A SELECTION OF GNOSTIC TEXTS

Apocalypse of Adam (c. 50–150)

In this work, Adam speaks and says that Eve “taught me a word of knowledge of the eternal God.” The text thus refers to Eve as a teacher of theological knowledge.
Online text and commentary.

Thunder, Perfect Mind (c. 100–230)

This text contains the ramblings of a woman called “Life” (i.e. Zoe, a.k.a Eve). Unlike what the title suggests, this piece of writing is not conducive or indicative of a perfect mind. This piece is not especially helpful in discussing the heresy of 1 Timothy 2:12 but lends weight to the idea that some strands of Judaism and early Christianity held to strange ideas about Eve.
Online text and commentary.

Gospel of Philip (c. 180–250)

This work is even weirder. It states that Adam came into being through two virgins, one of whom is Spirit and seems to be Eve.
Online text and commentary.

The Apocryphon of John (c. 120–180)

This book portrays Eve as a teacher of Adam.

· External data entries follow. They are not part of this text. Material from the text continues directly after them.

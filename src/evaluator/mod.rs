//! Expression evaluation
//!
//! The search engines talk to evaluation through the [`Evaluator`] trait
//! only. [`NumericEvaluator`] is the bundled implementation.

pub mod canonical;
pub mod expr;
pub mod numeric;
pub mod optimize;

use serde::{Deserialize, Serialize};

use crate::error::{RegressionError, RegressionResult};

pub use numeric::NumericEvaluator;

/// Outcome of one evaluator call
#[derive(Clone, Debug, PartialEq)]
pub struct Evaluation {
    /// Error on the dataset, `f64::INFINITY` for any failure
    pub error: f64,
    /// Canonical expression with fitted parameter values substituted
    pub resolved: String,
}

impl Evaluation {
    /// The infinite-error sentinel for `expression`
    pub fn failed(expression: &str) -> Self {
        Self {
            error: f64::INFINITY,
            resolved: expression.to_string(),
        }
    }

    /// Whether the evaluation produced a usable error
    pub fn is_finite(&self) -> bool {
        self.error.is_finite()
    }
}

/// Scores expression strings against data
///
/// Implementations never fail: malformed, undefined or timed-out candidates
/// get `f64::INFINITY` as their error.
pub trait Evaluator: Send + Sync {
    /// Canonicalize `expression`, fit its `C` placeholders when `optimize` is
    /// set (otherwise they are all 1.0) and report the error on `dataset`
    fn evaluate(&self, expression: &str, dataset: &Dataset, optimize: bool) -> Evaluation;

    /// Canonical form of `expression` with `C` placeholders kept, or `None`
    /// when the expression is malformed or degenerate
    fn canonicalize(&self, expression: &str) -> Option<String>;
}

/// Column-major regression data
#[derive(Clone, Debug, PartialEq, Serialize, Deserialize)]
pub struct Dataset {
    x: Vec<Vec<f64>>,
    t: Vec<f64>,
}

impl Dataset {
    /// Build from one column per input variable plus the targets
    pub fn new(x: Vec<Vec<f64>>, t: Vec<f64>) -> RegressionResult<Self> {
        if t.is_empty() {
            return Err(RegressionError::EmptyDataset("dataset"));
        }
        if let Some(column) = x.iter().find(|column| column.len() != t.len()) {
            return Err(RegressionError::DimensionMismatch {
                expected: t.len(),
                actual: column.len(),
            });
        }
        Ok(Self { x, t })
    }

    /// Build from row-major samples
    pub fn from_rows(rows: &[Vec<f64>], t: Vec<f64>) -> RegressionResult<Self> {
        let num_vars = rows.first().map_or(0, Vec::len);
        if rows.len() != t.len() {
            return Err(RegressionError::DimensionMismatch {
                expected: t.len(),
                actual: rows.len(),
            });
        }
        let mut x = vec![Vec::with_capacity(rows.len()); num_vars];
        for row in rows {
            if row.len() != num_vars {
                return Err(RegressionError::DimensionMismatch {
                    expected: num_vars,
                    actual: row.len(),
                });
            }
            for (column, &v) in x.iter_mut().zip(row) {
                column.push(v);
            }
        }
        Self::new(x, t)
    }

    /// Number of input variables
    pub fn num_vars(&self) -> usize {
        self.x.len()
    }

    /// Number of samples
    pub fn len(&self) -> usize {
        self.t.len()
    }

    /// Whether there are no samples
    pub fn is_empty(&self) -> bool {
        self.t.is_empty()
    }

    /// Value of variable `var` (zero-based) at `sample`
    pub fn value(&self, var: usize, sample: usize) -> Option<f64> {
        self.x.get(var).and_then(|column| column.get(sample)).copied()
    }

    /// Target values
    pub fn targets(&self) -> &[f64] {
        &self.t
    }

    /// Input columns
    pub fn inputs(&self) -> &[Vec<f64>] {
        &self.x
    }
}

/// `(Σ|ŷ - t|)² / n`, infinite on any non-finite prediction
pub fn prediction_error(predictions: &[f64], targets: &[f64]) -> f64 {
    if predictions.len() != targets.len() || targets.is_empty() {
        return f64::INFINITY;
    }
    let l1: f64 = predictions
        .iter()
        .zip(targets)
        .map(|(p, t)| (p - t).abs())
        .sum();
    let error = l1 * l1 / targets.len() as f64;
    if error.is_finite() {
        error
    } else {
        f64::INFINITY
    }
}

pub mod prelude {
    pub use super::numeric::*;
    pub use super::{prediction_error, Dataset, Evaluation, Evaluator};
}

#[cfg(test)]
mod tests {
    use super::*;

    #[test]
    fn test_dataset_shapes() {
        let d = Dataset::from_rows(&[vec![1.0, 2.0], vec![3.0, 4.0], vec![5.0, 6.0]], vec![0.0; 3]).unwrap();
        assert_eq!(d.num_vars(), 2);
        assert_eq!(d.len(), 3);
        assert_eq!(d.value(1, 2), Some(6.0));
        assert_eq!(d.value(2, 0), None);
    }

    #[test]
    fn test_dataset_rejects_bad_input() {
        assert!(matches!(
            Dataset::new(vec![vec![1.0]], vec![]),
            Err(RegressionError::EmptyDataset(_))
        ));
        assert!(matches!(
            Dataset::new(vec![vec![1.0, 2.0]], vec![1.0]),
            Err(RegressionError::DimensionMismatch { expected: 1, actual: 2 })
        ));
        assert!(matches!(
            Dataset::from_rows(&[vec![1.0, 2.0], vec![3.0]], vec![0.0, 0.0]),
            Err(RegressionError::DimensionMismatch { .. })
        ));
    }

    #[test]
    fn test_prediction_error() {
        // L1 = 1 + 2 = 3, squared over n = 9 / 2
        assert_eq!(prediction_error(&[1.0, 2.0], &[0.0, 4.0]), 4.5);
        assert_eq!(prediction_error(&[f64::NAN], &[0.0]), f64::INFINITY);
        assert_eq!(prediction_error(&[1.0], &[1.0, 2.0]), f64::INFINITY);
    }
}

And he sent, through his beneficent Spirit and his great mercy, a helper to Adam, luminous Epinoia which comes out of him, who is called “Life” (Zoe). And she assists the whole creature, by toiling with him and by restoring him to his fullness and by teaching him about the descent of his seed (and) by teaching him about the way of ascent, (which is) the way he came down.

In this passage, Eve is shown as superior to Adam.

I am the light which exists in the light, I am the remembrance of the Pronoia—that I might enter into the midst of darkness and the inside of Hades. And I filled my face with the light of the completion of their aeon. And I entered into the midst of their prison, which is the prison of the body. And I said, ‘He who hears, let him get up from the deep sleep.’ And he wept and shed tears. Bitter tears he wiped from himself and he said, ‘Who is it that calls my name, and from where has this hope come to me, while I am in the chains of the prison?’ And I said, ‘I am the Pronoia of the pure light; I am the thinking of the virginal Spirit, who raised you up to the honored place. Arise and remember that it is you who hearkened, and follow your root, which is I, the merciful one, and guard yourself against the angels of poverty and the demons of chaos and all those who ensnare you, and beware of the deep sleep and the enclosure of the inside of Hades.

Stephan A. Hoeller, a Gnostic scholar and Gnostic believer, comments on this passage and writes,

Nowhere is Eve’s superiority and numinous power more evident than in her role as Adam’s awakener. Adam is in a deep sleep, from which Eve’s liberating call arouses him. While the orthodox version has Eve physically emerge from Adam’s body, the Gnostic rendering has the spiritual principle known as Eve emerging from the unconscious depths of the somnolent Adam.[3]

Online text and commentary

Adam and Eve in Ancient Gnostic Literature (1 Timothy 2:13-14)

The first two pages of The Apocryphon of John from a book found at Nag Hammadi.

The Hypostasis of the Archons (c. 200–300 CE)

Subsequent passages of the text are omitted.